Erin's Journals

Fri, 02/09/2018

Erin’s Journal

Erin Davis Journal Link to Podcast

 

Just a thought… Most good movies are about the style, tone and vision of their makers. A director will strike a chord in your imagination and you will be compelled to seek out the other works. Directors become like friends. [Roger Ebert]

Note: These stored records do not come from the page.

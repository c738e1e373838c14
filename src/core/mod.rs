/// Card values and their matrix ordering.
mod value;
/// Export `Value`
pub use self::value::Value;

/// The 169 hand categories.
mod hand;
/// Export `Hand`
pub use self::hand::Hand;

/// Matrix layout and combinatorial accounting.
mod matrix;
pub use self::matrix::{
    GRID_SIZE, GridRow, HAND_COUNT, TOTAL_COMBINATIONS, chebyshev_distance, combinations, grid,
    total_combinations,
};

mod error;
pub use self::error::MatrixError;
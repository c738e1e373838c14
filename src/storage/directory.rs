use std::path::{Path, PathBuf};

use tracing::{debug, instrument};

use super::{Document, Storage, StorageError};

/// A storage implementation that keeps each document as a JSON file in a
/// directory.
#[derive(Debug, Clone)]
pub struct DirectoryStorage {
    base_path: PathBuf,
}

impl DirectoryStorage {
    /// Creates a new `DirectoryStorage` rooted at `base_path`.
    ///
    /// The directory is created lazily on the first write.
    pub fn new(base_path: PathBuf) -> Self {
        debug!(?base_path, "Creating DirectoryStorage");
        DirectoryStorage { base_path }
    }

    pub fn base_path(&self) -> &Path {
        &self.base_path
    }

    fn document_path(&self, document: Document) -> PathBuf {
        self.base_path.join(document.key()).with_extension("json")
    }
}

impl Storage for DirectoryStorage {
    #[instrument(level = "trace", skip(self), fields(base_path = ?self.base_path))]
    fn load(&self, document: Document) -> Result<Option<String>, StorageError> {
        let path = self.document_path(document);
        match std::fs::read_to_string(&path) {
            Ok(contents) => Ok(Some(contents)),
            Err(e) if e.kind() == std::io::ErrorKind::NotFound => Ok(None),
            Err(e) => Err(e.into()),
        }
    }

    /// Writes the whole document every time.
    ///
    /// The contents go to a temporary sibling first and are then renamed over
    /// the old file.
    #[instrument(level = "trace", skip(self, contents), fields(base_path = ?self.base_path))]
    fn save(&mut self, document: Document, contents: &str) -> Result<(), StorageError> {
        // First make sure the base_path exists at all
        if !self.base_path.exists() {
            debug!(?self.base_path, "Creating storage directory");
            std::fs::create_dir_all(&self.base_path)?;
        }

        let path = self.document_path(document);
        let tmp_path = path.with_extension("json.tmp");
        debug!(?path, bytes = contents.len(), "Writing document");

        std::fs::write(&tmp_path, contents)?;
        std::fs::rename(&tmp_path, &path)?;
        Ok(())
    }
}

#[cfg(test)]
mod tests {
    use super::*;
    use tempfile::TempDir;

    /// Verifies that save creates the directory tree if it doesn't exist.
    #[test]
    fn test_creates_directory_when_missing() {
        let temp_dir = TempDir::new().unwrap();
        let non_existent_path = temp_dir.path().join("subdir").join("trainer");

        assert!(
            !non_existent_path.exists(),
            "Directory should not exist initially"
        );

        let mut storage = DirectoryStorage::new(non_existent_path.clone());
        storage.save(Document::Folders, "[]").unwrap();

        assert!(non_existent_path.exists());
        let expected_file = non_existent_path.join("poker-ranges-folders.json");
        assert!(expected_file.exists(), "Document file should be created");
    }

    #[test]
    fn test_load_missing_document() {
        let temp_dir = TempDir::new().unwrap();
        let storage = DirectoryStorage::new(temp_dir.path().to_path_buf());
        assert!(storage.load(Document::ActionButtons).unwrap().is_none());
    }

    #[test]
    fn test_overwrites_document() {
        let temp_dir = TempDir::new().unwrap();
        let mut storage = DirectoryStorage::new(temp_dir.path().to_path_buf());

        storage.save(Document::TrainingStatistics, "[1]").unwrap();
        storage.save(Document::TrainingStatistics, "[1,2]").unwrap();

        assert_eq!(
            Some("[1,2]".to_string()),
            storage.load(Document::TrainingStatistics).unwrap()
        );
        assert!(
            !temp_dir
                .path()
                .join("training-statistics.json.tmp")
                .exists()
        );
    }

    #[test]
    fn test_documents_are_independent() {
        let temp_dir = TempDir::new().unwrap();
        let mut storage = DirectoryStorage::new(temp_dir.path().to_path_buf());

        storage.save(Document::Folders, "\"folders\"").unwrap();
        storage.save(Document::ActionButtons, "\"buttons\"").unwrap();

        let reopened = DirectoryStorage::new(temp_dir.path().to_path_buf());
        assert_eq!(
            Some("\"folders\"".to_string()),
            reopened.load(Document::Folders).unwrap()
        );
        assert_eq!(
            Some("\"buttons\"".to_string()),
            reopened.load(Document::ActionButtons).unwrap()
        );
    }
}
//! Training definitions and the engine that runs a session.
//!
//! A classic session asks for the action of one hand at a time, scored
//! against the first of the training's ranges. A border-repeat session has
//! the user rebuild every range on a blank matrix. Each completed session
//! produces exactly one [`SessionRecord`](crate::stats::SessionRecord).
mod errors;
pub use self::errors::{Result, TrainingError};

mod definition;
pub use self::definition::{ClassicSubtype, NewTraining, TrainingDefinition, TrainingMode};

mod plan;
pub use self::plan::{
    PlanItem, TrainingPlan, TrainingRange, all_hands, border_check, border_hands, resolve_ranges,
};

mod state;
pub use self::state::{
    AutoAdvance, Evaluation, MATRIX_ANSWER, Question, TrainingInput, TrainingState, Transition,
    transition,
};

mod engine;
pub use self::engine::{TrainingEngine, TrainingProgress};

mod store;
pub use self::store::TrainingStore;
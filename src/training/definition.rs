use serde::{Deserialize, Serialize};

use super::errors::{Result, TrainingError};

/// The two quiz flows.
#[derive(Debug, Clone, Copy, PartialEq, Eq, Hash, Serialize, Deserialize)]
#[serde(rename_all = "kebab-case")]
pub enum TrainingMode {
    /// One hand at a time, answered with an action.
    Classic,
    /// Rebuild each range on a blank matrix.
    BorderRepeat,
}

/// Which hands a classic session asks about.
#[derive(Debug, Clone, Copy, PartialEq, Eq, Hash, Default, Serialize, Deserialize)]
#[serde(rename_all = "kebab-case")]
pub enum ClassicSubtype {
    /// Every hand once, shuffled.
    #[default]
    AllHands,
    /// A capped sample of hands close to an action boundary.
    BorderCheck,
}

/// A saved training. Never edited after creation.
#[derive(Debug, Clone, PartialEq, Eq, Serialize, Deserialize)]
#[serde(rename_all = "camelCase")]
pub struct TrainingDefinition {
    pub id: String,
    pub name: String,
    #[serde(rename = "type")]
    pub mode: TrainingMode,
    /// Only set for classic trainings.
    #[serde(default, skip_serializing_if = "Option::is_none")]
    pub subtype: Option<ClassicSubtype>,
    /// Range ids, in question order for border-repeat.
    pub ranges: Vec<String>,
    /// Epoch milliseconds.
    #[serde(deserialize_with = "crate::storage::deserialize_epoch_ms")]
    pub created_at: u64,
}

impl TrainingDefinition {
    /// The classic subtype, defaulting to all hands when unset.
    pub fn classic_subtype(&self) -> Option<ClassicSubtype> {
        match self.mode {
            TrainingMode::Classic => Some(self.subtype.unwrap_or_default()),
            TrainingMode::BorderRepeat => None,
        }
    }
}

/// What the user filled in to create a training.
#[derive(Debug, Clone, PartialEq, Eq)]
pub struct NewTraining {
    pub name: String,
    pub mode: TrainingMode,
    pub subtype: Option<ClassicSubtype>,
    pub ranges: Vec<String>,
}

impl NewTraining {
    pub fn classic(name: &str, subtype: ClassicSubtype, ranges: Vec<String>) -> Self {
        Self {
            name: name.to_string(),
            mode: TrainingMode::Classic,
            subtype: Some(subtype),
            ranges,
        }
    }

    pub fn border_repeat(name: &str, ranges: Vec<String>) -> Self {
        Self {
            name: name.to_string(),
            mode: TrainingMode::BorderRepeat,
            subtype: None,
            ranges,
        }
    }

    pub fn validate(&self) -> Result<()> {
        if self.name.trim().is_empty() {
            return Err(TrainingError::BlankName);
        }
        if self.ranges.is_empty() {
            return Err(TrainingError::NoRangesSelected);
        }
        Ok(())
    }

    /// Validate and stamp into a definition.
    pub(crate) fn into_definition(self, id: String, created_at: u64) -> Result<TrainingDefinition> {
        self.validate()?;
        let subtype = match self.mode {
            TrainingMode::Classic => Some(self.subtype.unwrap_or_default()),
            TrainingMode::BorderRepeat => None,
        };
        Ok(TrainingDefinition {
            id,
            name: self.name,
            mode: self.mode,
            subtype,
            ranges: self.ranges,
            created_at,
        })
    }
}
use std::{cell::RefCell, collections::HashMap, rc::Rc};

use super::{Document, Storage, StorageError};

/// In-process storage.
///
/// Clones share the same underlying map, so several stores can be handed
/// their own `MemoryStorage` and still see each other's documents, and a test
/// can keep a clone around to inspect what was written.
#[derive(Debug, Clone, Default)]
pub struct MemoryStorage {
    documents: Rc<RefCell<HashMap<Document, String>>>,
}

impl MemoryStorage {
    pub fn new() -> Self {
        Self::default()
    }

    /// Raw contents of a document, if written.
    pub fn get(&self, document: Document) -> Option<String> {
        self.documents.borrow().get(&document).cloned()
    }

    /// Number of documents written so far.
    pub fn len(&self) -> usize {
        self.documents.borrow().len()
    }

    pub fn is_empty(&self) -> bool {
        self.documents.borrow().is_empty()
    }
}

impl Storage for MemoryStorage {
    fn load(&self, document: Document) -> Result<Option<String>, StorageError> {
        Ok(self.get(document))
    }

    fn save(&mut self, document: Document, contents: &str) -> Result<(), StorageError> {
        self.documents
            .borrow_mut()
            .insert(document, contents.to_string());
        Ok(())
    }
}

Happy Friday! Of course, everyone’s thoughts are with the Canadians competing under our beautiful maple leaf in Korea. In case you’ll be waiting out the night time broadcasts, may I suggest a movie? It’s three weeks now until the Oscars and I thought I’d visit the topic of films again, in the event you were thinking of going to see a movie this weekend. After Wednesday’s journal about the “mean moms of the movies” this year, I got emails asking what I thought of The Shape of Water, which leads the Oscar pack with 14 nominations this yearLet me tell you – with some background.
 
A good friend here on the island went to see it and, like so many, just didn’t like it. And that’s the thing with this film: people either seem to love it or hate it. I saw it because I knew, with over a dozen nods, there had to be something to it.
 
I can’t remember going into a film so ready to hold my nose as I was with The Shape of Water because I usually avoid those I know I won’t like. I’m not a big fan of super hero movies or other fantasies (count me among the few who didn’t love the Lord of the Rings or Star Wars films). I understand why people do love them, don’t get me wrong. And who am I to say my choices in movies are the right ones? As a friend used to say, “If everyone liked the same things, there would be long lineups for everything.” So true.
 
There’s willful suspension of disbelief when you buy your ticket for TSOW and I was fine with that. A cleaning woman in a Cold War era USA lab forms a bond with a water creature that has some human characteristics – especially that of needing connection. It’s a love story, a horror story, a thriller and a sci-fi homage to 1954’s Creature From the Black Lagoon. Michael Shannon is perfection as the actual monster of the film; I even thought he bore a resemblance to his scaly nemesis. I’d love to hear if anyone else had that thought.
 
Can I recommend this movie to you? Let me put it this way: last year I saw La La Land and lo-lo-loved it. It was audacious and, although it paid homage, I thought it was daring and original. But as I watched it, I thought, Oh, Cooper (my radio partner Mike) would hate this. He’d get up halfway through saying, ‘what the hell is this?’ (I don’t know if that’s actually what Mike thought of it, by the way. I’ll have to ask him.) But that’s the thing: movies are a deeply personal experience. Your enjoyment or dislike comes in part from the filters you run this film through. 
 
The Best Picture winner, Moonlight, was exceptional, too, but to compare it to the frothy originality of La La Land would be futile. Apples, meet oranges. Likewise, although it was a nod to sci-fi films like Black Lagoon, I can’t say that I’ve ever seen or experienced anything like The Shape of Water. If that is something you seek in a movie, then this is the one for you. It’s also fun to spot locales like the Elgin Theatre and Hamilton City Hall in this Toronto-area production. Writer/director Guillermo del Toro, who is Mexican, calls Toronto home. 
 
The performances by Shannon, Oscar nominees Sally Hawkins, Richard Jenkins and Octavia Spencer are top notch. The story is, as I say, a fantastical step away from reality. But it’s the human connection that is the basis for this film and that stays with you, long after you’ve emptied the popcorn grebbles out of your bra. 
 
Have a gentle weekend – it’s a long one here in BC, which gets a jump start on the whole Family Day thing – but I’ll be back with a journal for you here on Monday.